Byrne tells juries that the EP relies on the patient to give good information. “The decision-making in the ED is only as good as the information it is based on,” he says. A patient’s failure to offer full and complete relevant information can mitigate the EP’s liability — but it’s hard to prove it without good documentation.

“Sometimes, the patient claims they did tell the EP certain things, and the EP just failed to document it,” Byrne offers. An ED chart that is sparse and incomplete hinders the defense’s ability to counter this allegation.

“Expressed pertinent negatives are better than charting by exception,” Byrne warns. In other words, it’s better if the EP documents “recent fall, no loss of consciousness” than simply “recent fall.” Otherwise, it leaves open the possibility that the EP was told the patient had lost consciousness but failed to include this important information in the ED chart. “If the EP says, ‘Trust me, if it’s not there in the chart then the patient didn’t tell me,’ the plaintiff attorney always flips it back,” Byrne adds.

  • The patient failed to follow up or return to the ED as instructed.

“With any delayed diagnosis claim, typically the longer the delay, the worse the harm alleged,” Byrne says. If the patient failed to obtain recommended outpatient evaluation, he explains, “some portion of that delay then becomes the fault of the patient.”

Clear documentation of discharge instructions can help the EP’s defense. Earley says, “If the patient were to not follow these documented instructions, this would be evidence of non-compliance and potentially contributory negligence.”

If the patient didn’t return to the ED as instructed, timing becomes important. Byrne explains, “If the patient testifies that their symptoms worsened, the defense pinpoints if there was a delay between the time they noticed the failure to improve and when they returned to the ED.”
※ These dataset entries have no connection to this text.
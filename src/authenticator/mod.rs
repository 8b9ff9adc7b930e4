//! Authenticator plugin protocol
//!
//! Every pluggable authenticator implements [`Authenticator`]: it takes
//! an arbitrary credential payload plus its data-source params and
//! resolves them to an [`AuthenticationResult`]. Control flow is a
//! tagged sum, not errors - callers branch exhaustively.
//!
//! Built-in modules:
//! - `echo`: trusted passthrough of the payload
//! - `config-echo`: returns a document fixed in the source params
//! - `by-email`: looks the user up in the store by email attribute

mod by_email;
mod config_echo;
mod echo;

pub use by_email::ByEmailAuthenticator;
pub use config_echo::ConfigEchoAuthenticator;
pub use echo::EchoAuthenticator;

use async_trait::async_trait;
use parking_lot::RwLock;
use serde::Serialize;
use serde_json::{json, Map, Value};
use std::collections::HashMap;
use std::sync::Arc;

/// One entry of a module-signaled validation failure, surfaced to the
/// caller verbatim as a 400 error document.
#[derive(Debug, Clone, Serialize)]
pub struct ValidationDetail {
    pub detail: String,
    #[serde(skip_serializing_if = "Option::is_none")]
    pub pointer: Option<String>,
}

impl ValidationDetail {
    pub fn new(detail: impl Into<String>) -> Self {
        Self {
            detail: detail.into(),
            pointer: None,
        }
    }

    pub fn with_pointer(mut self, pointer: impl Into<String>) -> Self {
        self.pointer = Some(pointer.into());
        self
    }
}

/// Outcome of one authenticator invocation
#[derive(Debug, Clone)]
pub enum AuthenticationResult {
    /// A JSON:API document identifying or describing the user
    Accepted(Value),
    /// Multi-step authentication not yet complete; echoed back to the
    /// caller without a token
    PartialSession { data: Value, meta: Value },
    /// No usable user - surfaced as an authentication failure (401)
    Rejected,
    /// The module judged the input grossly malformed - surfaced as 400
    /// with the module's detail entries
    ValidationFailure(Vec<ValidationDetail>),
}

/// Trait for authenticator modules
#[async_trait]
pub trait Authenticator: Send + Sync {
    /// Unique module name, referenced by data-source `source_type`
    fn name(&self) -> &str;

    /// Resolve a credential payload to a candidate user.
    ///
    /// Implementations signal failure through the result variants; an
    /// internal fault should come back as `Rejected`, never a panic.
    async fn resolve(&self, payload: &Value, params: &Value) -> AuthenticationResult;

    /// Template applied when the data source configures none
    fn default_template(&self) -> Option<&str> {
        None
    }

    /// Non-secret subset of the source params, served to unauthenticated
    /// GET probes. Exposure is opt-in; the default exposes nothing.
    fn exposed_config(&self, _params: &Value) -> Value {
        json!({})
    }
}

/// Filter a params object down to its publicly exposable subset.
///
/// A top-level `hidden = true` hides everything. Sub-keys whose object
/// value carries `hidden: true` are dropped, and `hidden` markers are
/// never exposed themselves.
pub fn public_params(params: &Value) -> Value {
    let Some(object) = params.as_object() else {
        return json!({});
    };
    if object.get("hidden").and_then(Value::as_bool) == Some(true) {
        return json!({});
    }
    let mut exposed = Map::new();
    for (key, value) in object {
        if key == "hidden" {
            continue;
        }
        if value.get("hidden").and_then(Value::as_bool) == Some(true) {
            continue;
        }
        exposed.insert(key.clone(), value.clone());
    }
    Value::Object(exposed)
}

/// Registry of available authenticator modules
pub struct AuthenticatorRegistry {
    modules: RwLock<HashMap<String, Arc<dyn Authenticator>>>,
}

impl AuthenticatorRegistry {
    /// Create a registry with the store-independent built-ins
    pub fn new() -> Self {
        let registry = Self {
            modules: RwLock::new(HashMap::new()),
        };
        registry.register(Arc::new(EchoAuthenticator));
        registry.register(Arc::new(ConfigEchoAuthenticator));
        registry
    }

    /// Register a module under its name. Later registrations win.
    pub fn register(&self, module: Arc<dyn Authenticator>) {
        let mut modules = self.modules.write();
        modules.insert(module.name().to_string(), module);
    }

    /// Look up a module by name
    pub fn get(&self, name: &str) -> Option<Arc<dyn Authenticator>> {
        let modules = self.modules.read();
        modules.get(name).cloned()
    }

    /// Names of all registered modules
    pub fn names(&self) -> Vec<String> {
        let modules = self.modules.read();
        modules.keys().cloned().collect()
    }
}

impl Default for AuthenticatorRegistry {
    fn default() -> Self {
        Self::new()
    }
}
Adrienne M. McFadden, MD, JD, FAAEM, FACEP, FCLM, a former EP at EMP in Charlotte, NC, says if the ED chart clearly documents follow-up instructions and the patient understood these instructions, “that is a very valuable tool for defense in malpractice cases.”

In McFadden’s experience, EPs document follow-up instructions well. What they often omit is that the patient understood these, such as “patient was able to repeat back the instructions.”
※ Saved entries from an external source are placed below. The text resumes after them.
//! Raw configuration types for TOML parsing

use super::{
    Config, ConfigError, DataSourceConfig, ServerConfig, TokenConfig, DEFAULT_TOKEN_TTL_SECS,
};
use crate::grant::Grant;
use secrecy::SecretString;
use serde::Deserialize;
use serde_json::Value;

/// Raw configuration as parsed from TOML
#[derive(Debug, Deserialize)]
pub struct RawConfig {
    pub server: Option<RawServerConfig>,
    pub token: Option<RawTokenConfig>,
    #[serde(default)]
    pub data_sources: Vec<RawDataSource>,
    #[serde(default)]
    pub grants: Vec<toml::Value>,
}

#[derive(Debug, Deserialize, Default)]
pub struct RawServerConfig {
    pub bind: Option<String>,
}

impl From<RawServerConfig> for ServerConfig {
    fn from(raw: RawServerConfig) -> Self {
        let defaults = ServerConfig::default();
        Self {
            bind: raw.bind.unwrap_or(defaults.bind),
        }
    }
}

#[derive(Debug, Deserialize, Default)]
pub struct RawTokenConfig {
    pub secret: Option<String>,
    pub ttl_secs: Option<i64>,
}

impl From<RawTokenConfig> for TokenConfig {
    fn from(raw: RawTokenConfig) -> Self {
        Self {
            secret: raw.secret.map(SecretString::from),
            ttl_secs: raw.ttl_secs.unwrap_or(DEFAULT_TOKEN_TTL_SECS),
        }
    }
}

#[derive(Debug, Deserialize)]
pub struct RawDataSource {
    pub id: String,
    pub source_type: String,
    pub user_template: Option<String>,
    #[serde(default)]
    pub may_create_user: bool,
    #[serde(default)]
    pub may_update_user: bool,
    pub params: Option<toml::Value>,
}

impl TryFrom<RawDataSource> for DataSourceConfig {
    type Error = ConfigError;

    fn try_from(raw: RawDataSource) -> Result<Self, Self::Error> {
        let params = match raw.params {
            Some(params) => to_json(&params)?,
            None => Value::Object(Default::default()),
        };
        Ok(Self {
            id: raw.id,
            source_type: raw.source_type,
            user_template: raw.user_template,
            may_create_user: raw.may_create_user,
            may_update_user: raw.may_update_user,
            params,
        })
    }
}

impl TryFrom<RawConfig> for Config {
    type Error = ConfigError;

    fn try_from(raw: RawConfig) -> Result<Self, Self::Error> {
        let sources = raw
            .data_sources
            .into_iter()
            .map(DataSourceConfig::try_from)
            .collect::<Result<Vec<_>, _>>()?;

        let grants = raw
            .grants
            .iter()
            .map(|document| {
                let document = to_json(document)?;
                Grant::new(&document).map_err(|err| ConfigError::Invalid(err.to_string()))
            })
            .collect::<Result<Vec<_>, _>>()?;

        Ok(Self {
            server: raw.server.unwrap_or_default().into(),
            token: raw.token.unwrap_or_default().into(),
            sources,
            grants,
        })
    }
}

fn to_json(value: &toml::Value) -> Result<Value, ConfigError> {
    serde_json::to_value(value).map_err(|err| ConfigError::Invalid(err.to_string()))
}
“That is not often utilized, but it can be a valuable sentence that bolsters the chart,” McFadden says. EPs can ask questions such as “Can you explain what you will do if your pain increases?” and then document the patient’s response.

  • The patient left the ED against medical advice (AMA).

Earley notes that the Supreme Court of Alabama found that an “assumption of risk” defense was appropriate when a patient left an ED after being told that “[he] could die” without proper treatment.1 “After discharge, a laboratory value for this patient indicated he was in diabetic ketoacidosis and, subsequently, the patient died,” Earley says.

The case shows why an AMA form should include specifics about the actual patient’s condition and what could happen without treatment, says Earley, “as opposed to generic possibilities.”

REFERENCE

  1. Lyons v. Walker Regional Medical Center, Inc., 868 So.2d 1071, 1087-1088 (Ala. 2003).